Perang Dagang AS-China Makin Parah, Bursa Saham Asia Melemah
Anthony Kevin, CNBC Indonesia
02 August 2018 16:49

Jakarta, CNBC Indonesia - Bursa saham utama kawasan Asia ditutup di zona merah: indeks Nikkei turun 1,03%, indeks Shanghai turun 2,03%, indeks Hang Seng turun 2,21%, indeks Strait Times turun 1,28%, dan indeks Kospi turun 1,6%.
Ada dua sentimen utama yang membawa bursa saham Benua Kuning ke zona merah.

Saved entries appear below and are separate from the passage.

use std::marker::PhantomData;

use async_trait::async_trait;
use sea_orm::sea_query::{
    Alias, DynIden, Expr, IntoIden, Query as SqlQuery, SimpleExpr,
};
use sea_orm::{
    ColumnTrait, ConnectionTrait, DatabaseConnection, DatabaseTransaction, DbErr, EntityName,
    EntityTrait, FromQueryResult, IdenStatic, Iterable, PaginatorTrait, QueryFilter, QueryOrder,
    QuerySelect, QueryTrait, Select, TransactionTrait,
};
use sea_orm_migration::prelude as mig;
use tokio_util::sync::CancellationToken;

use crate::changes::{EntryState, TrackedEntry};
use crate::engine::{StorageEngine, StoredRow, cancellable};
use crate::entity::{Entity, EntityKey, KeyStrategy};
use crate::error::{ConfigError, StorageError};
use crate::predicate::RowFilter;
use crate::query::Query;
use crate::schema::{EntitySchema, HiddenColumn, HiddenValue, HiddenValues, SchemaMode};

use super::cond::{build_row_condition, hidden_value};
use super::{SeaEntity, TableOf};

/// [`StorageEngine`] over a sea-orm connection.
///
/// Sequence keys rely on the table's auto-increment primary key; generated
/// keys are written explicitly.
pub struct SeaOrmEngine<E> {
    conn: DatabaseConnection,
    _entity: PhantomData<fn() -> E>,
}

impl<E> SeaOrmEngine<E> {
    #[must_use]
    pub fn new(conn: DatabaseConnection) -> Self {
        Self {
            conn,
            _entity: PhantomData,
        }
    }

    #[must_use]
    pub fn conn(&self) -> &DatabaseConnection {
        &self.conn
    }
}

fn table<E: SeaEntity>() -> TableOf<E> {
    TableOf::<E>::default()
}

fn is_id_column<E: SeaEntity>(column: <TableOf<E> as EntityTrait>::Column) -> bool {
    column.as_str() == E::id_column().as_str()
}

fn hidden_column_def(column: HiddenColumn) -> mig::ColumnDef {
    let mut def = mig::ColumnDef::new(Alias::new(column.name()));
    match column.default_value() {
        HiddenValue::Bool(b) => def.boolean().not_null().default(Expr::value(b)),
        HiddenValue::Int(n) => def.big_integer().not_null().default(Expr::value(n)),
    };
    def
}

/// SQLite: "no such column", MySQL: "Unknown column", Postgres:
/// "column ... does not exist".
fn is_unknown_column(err: &DbErr) -> bool {
    let message = err.to_string().to_ascii_lowercase();
    message.contains("no such column")
        || message.contains("unknown column")
        || (message.contains("column") && message.contains("does not exist"))
}

fn read_hidden(
    row: &sea_orm::QueryResult,
    columns: &[HiddenColumn],
) -> Result<HiddenValues, StorageError> {
    let mut values = HiddenValues::new();
    for column in columns {
        let value = match column.default_value() {
            HiddenValue::Bool(_) => HiddenValue::Bool(row.try_get::<bool>("", column.name())?),
            HiddenValue::Int(_) => HiddenValue::Int(row.try_get::<i64>("", column.name())?),
        };
        values.set(*column, value);
    }
    Ok(values)
}

impl<E> SeaOrmEngine<E>
where
    E: SeaEntity,
    TableOf<E>: EntityTrait<Model = E>,
    <E as Entity>::Key: Into<sea_orm::Value>,
{
    fn select(query: &Query<E>) -> Select<TableOf<E>> {
        let mut select = TableOf::<E>::find()
            .filter(build_row_condition::<TableOf<E>>(query.row_filter()))
            .order_by_asc(E::id_column());
        if let Some(id) = query.id() {
            select = select.filter(E::id_column().eq(id.clone()));
        }
        select
    }

    fn id_matches(id: &E::Key) -> SimpleExpr {
        Expr::col((table::<E>(), E::id_column())).eq(SimpleExpr::Value(id.clone().into()))
    }

    /// Looks for a column with a zero-row select. Only an unknown-column
    /// failure means "absent"; anything else is reported.
    async fn has_column(&self, column: HiddenColumn) -> Result<bool, ConfigError> {
        let mut lookup = SqlQuery::select();
        lookup
            .column(Alias::new(column.name()))
            .from(table::<E>())
            .limit(0);
        let stmt = self.conn.get_database_backend().build(&lookup);
        match self.conn.query_all(stmt).await {
            Ok(_) => Ok(true),
            Err(e) if is_unknown_column(&e) => Ok(false),
            Err(e) => Err(ConfigError::provisioning(E::NAME, e.to_string())),
        }
    }

    async fn insert(
        txn: &DatabaseTransaction,
        schema: &EntitySchema,
        mut entity: E,
        hidden: &HiddenValues,
    ) -> Result<u64, StorageError> {
        let generated = <E::Key as EntityKey>::STRATEGY == KeyStrategy::Generated;
        if generated {
            entity.set_id(E::Key::generate());
        }

        let mut columns: Vec<DynIden> = Vec::new();
        let mut values: Vec<SimpleExpr> = Vec::new();
        for column in <TableOf<E> as EntityTrait>::Column::iter() {
            if !generated && is_id_column::<E>(column) {
                continue;
            }
            columns.push(column.into_iden());
            values.push(SimpleExpr::Value(entity.get(column)));
        }

        let mut row_hidden = schema.defaults();
        row_hidden.merge(hidden);
        for (column, value) in row_hidden.iter() {
            columns.push(Alias::new(column.name()).into_iden());
            values.push(SimpleExpr::Value(hidden_value(value)));
        }

        let mut stmt = SqlQuery::insert();
        stmt.into_table(table::<E>())
            .columns(columns)
            .values(values)
            .map_err(|e| StorageError::engine(e.to_string()))?;

        let res = txn.execute(txn.get_database_backend().build(&stmt)).await?;
        Ok(res.rows_affected())
    }

    async fn update(
        txn: &DatabaseTransaction,
        filter: &RowFilter,
        entity: &E,
        hidden: &HiddenValues,
    ) -> Result<u64, StorageError> {
        let mut values: Vec<(DynIden, SimpleExpr)> = Vec::new();
        for column in <TableOf<E> as EntityTrait>::Column::iter() {
            if is_id_column::<E>(column) {
                continue;
            }
            values.push((column.into_iden(), SimpleExpr::Value(entity.get(column))));
        }
        for (column, value) in hidden.iter() {
            values.push((
                Alias::new(column.name()).into_iden(),
                SimpleExpr::Value(hidden_value(value)),
            ));
        }

        let mut stmt = SqlQuery::update();
        stmt.table(table::<E>())
            .values(values)
            .cond_where(build_row_condition::<TableOf<E>>(filter))
            .and_where(Self::id_matches(&entity.id()));

        let res = txn.execute(txn.get_database_backend().build(&stmt)).await?;
        if res.rows_affected() == 0 {
            return Err(StorageError::row_not_found(E::NAME, &entity.id()));
        }
        Ok(res.rows_affected())
    }

    async fn delete(txn: &DatabaseTransaction, filter: &RowFilter, entity: &E) -> Result<u64, StorageError> {
        let mut stmt = SqlQuery::delete();
        stmt.from_table(table::<E>())
            .cond_where(build_row_condition::<TableOf<E>>(filter))
            .and_where(Self::id_matches(&entity.id()));

        let res = txn.execute(txn.get_database_backend().build(&stmt)).await?;
        if res.rows_affected() == 0 {
            return Err(StorageError::row_not_found(E::NAME, &entity.id()));
        }
        Ok(res.rows_affected())
    }
}

#[async_trait]
impl<E> StorageEngine<E> for SeaOrmEngine<E>
where
    E: SeaEntity,
    TableOf<E>: EntityTrait<Model = E>,
    <E as Entity>::Key: Into<sea_orm::Value>,
{
    #[tracing::instrument(skip_all, fields(entity = E::NAME, mode = ?mode))]
    async fn provision(&self, schema: &EntitySchema, mode: SchemaMode) -> Result<(), ConfigError> {
        let manager = mig::SchemaManager::new(&self.conn);
        let table_name = table::<E>().table_name().to_owned();

        for column in schema.hidden_columns() {
            if self.has_column(*column).await? {
                continue;
            }
            if mode == SchemaMode::Verify {
                return Err(ConfigError::MissingHiddenColumn {
                    entity: E::NAME,
                    column: column.name(),
                });
            }
            manager
                .alter_table(
                    mig::Table::alter()
                        .table(table::<E>())
                        .add_column(&mut hidden_column_def(*column))
                        .to_owned(),
                )
                .await
                .map_err(|e| ConfigError::provisioning(E::NAME, e.to_string()))?;
            tracing::info!(table = %table_name, column = column.name(), "added hidden column");
        }

        if mode == SchemaMode::Migrate {
            for index in schema.indexes() {
                manager
                    .create_index(
                        mig::Index::create()
                            .if_not_exists()
                            .name(index.physical_name(&table_name))
                            .table(table::<E>())
                            .col(Alias::new(index.column().name()))
                            .to_owned(),
                    )
                    .await
                    .map_err(|e| ConfigError::provisioning(E::NAME, e.to_string()))?;
            }
        }
        Ok(())
    }

    async fn fetch(&self, query: &Query<E>, cancel: &CancellationToken) -> Result<Vec<E>, StorageError> {
        let select = Self::select(query);
        cancellable(cancel, async {
            if query.has_entity_predicates() {
                let rows = select.all(&self.conn).await?;
                let matching: Vec<E> = rows.into_iter().filter(|e| query.matches_entity(e)).collect();
                return Ok(query.paginate(matching));
            }
            let rows = select
                .offset(query.offset())
                .limit(query.limit())
                .all(&self.conn)
                .await?;
            Ok::<_, StorageError>(rows)
        })
        .await
    }

    async fn count(&self, query: &Query<E>, cancel: &CancellationToken) -> Result<u64, StorageError> {
        if query.has_entity_predicates() {
            let rows = self.fetch(&query.unpaged(), cancel).await?;
            return u64::try_from(rows.len()).map_err(|e| StorageError::engine(e.to_string()));
        }
        let select = Self::select(query);
        cancellable(cancel, async { Ok::<_, StorageError>(select.count(&self.conn).await?) }).await
    }

    #[tracing::instrument(skip_all, fields(entity = E::NAME, entries = entries.len()))]
    async fn apply(
        &self,
        schema: &EntitySchema,
        filter: &RowFilter,
        entries: Vec<TrackedEntry<E>>,
        cancel: &CancellationToken,
    ) -> Result<u64, StorageError> {
        if cancel.is_cancelled() {
            return Err(StorageError::Cancelled);
        }

        let txn = self.conn.begin().await?;
        let mut affected = 0;
        for entry in entries {
            if cancel.is_cancelled() {
                txn.rollback().await?;
                return Err(StorageError::Cancelled);
            }
            let (entity, state, hidden) = entry.into_parts();
            affected += match state {
                EntryState::Added => Self::insert(&txn, schema, entity, &hidden).await?,
                EntryState::Modified => Self::update(&txn, filter, &entity, &hidden).await?,
                EntryState::Deleted => Self::delete(&txn, filter, &entity).await?,
                EntryState::Unchanged => 0,
            };
        }

        if cancel.is_cancelled() {
            txn.rollback().await?;
            return Err(StorageError::Cancelled);
        }
        txn.commit().await?;
        Ok(affected)
    }

    async fn fetch_unfiltered(
        &self,
        schema: &EntitySchema,
        cancel: &CancellationToken,
    ) -> Result<Vec<StoredRow<E>>, StorageError> {
        cancellable(cancel, async {
            let mut stmt = TableOf::<E>::find().order_by_asc(E::id_column()).into_query();
            for column in schema.hidden_columns() {
                stmt.expr_as(
                    Expr::col((table::<E>(), Alias::new(column.name()))),
                    Alias::new(column.name()),
                );
            }
            let backend = self.conn.get_database_backend();
            let mut rows = Vec::new();
            for row in self.conn.query_all(backend.build(&stmt)).await? {
                let entity = <E as FromQueryResult>::from_query_result(&row, "")?;
                let hidden = read_hidden(&row, schema.hidden_columns())?;
                rows.push(StoredRow { entity, hidden });
            }
            Ok::<_, StorageError>(rows)
        })
        .await
    }
}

Pertama, perang dagang antara AS dan China yang semakin panas.
Presiden Amerika Serikat (AS) Donald Trump telah meminta pejabat tinggi bidang perdagangan untuk mempertimbangkan menaikkan bea masuk terhadap produk China senilai US$200 miliar (Rp 2.889 triliun) menjadi 25%, dari 10% yang saat ini sedang dikaji, menurut pengumuman Kantor Perwakilan Perdagangan AS pada hari Rabu (1/8/2018).
Tidak ada langkah khusus China yang membuat presiden mengajukan rekomendasi itu, kata seorang pejabat senior yang menolak disebutkan namanya dalam sebuah telekonferensi dengan wartawan.
Meminta Perwakilan Perdagangan AS Robert Lighthizer untuk mempertimbangkan kenaikan bea masuk adalah upaya pemerintah untuk mendorong China membuka pasarnya, menaikkan persaingan, dan mencabut tarif balasannya ke AS, kata pejabat tersebut.
"Pekan ini, Presiden telah memberi arahan agar saya mempertimbangkan menaikkan usulan bea masuk tambahan dari 10% menjadi 25%. Bea masuk 25% akan dikenakan terhadap daftar barang-barang yang diusulkan yang telah diumumkan pada 10 Juli lalu," kata Lighthizer dalam sebuah pernyataan.
"Pemerintahan Trump terus mendorong China untuk menghentikan praktik tidak adilnya, membuka pasar, dan terlibat dalam kompetisi pasar yang sebenarnya. Kami telah sangat jelas mengenai perubahan spesifik apa yang China harus lakukan. Sangat disesalkan bahwa alih-alih mengubah sikap berbahayanya, China justru telah secara ilegal membalas pekerja, petani, peternak, dan bisnis AS," tambahnya.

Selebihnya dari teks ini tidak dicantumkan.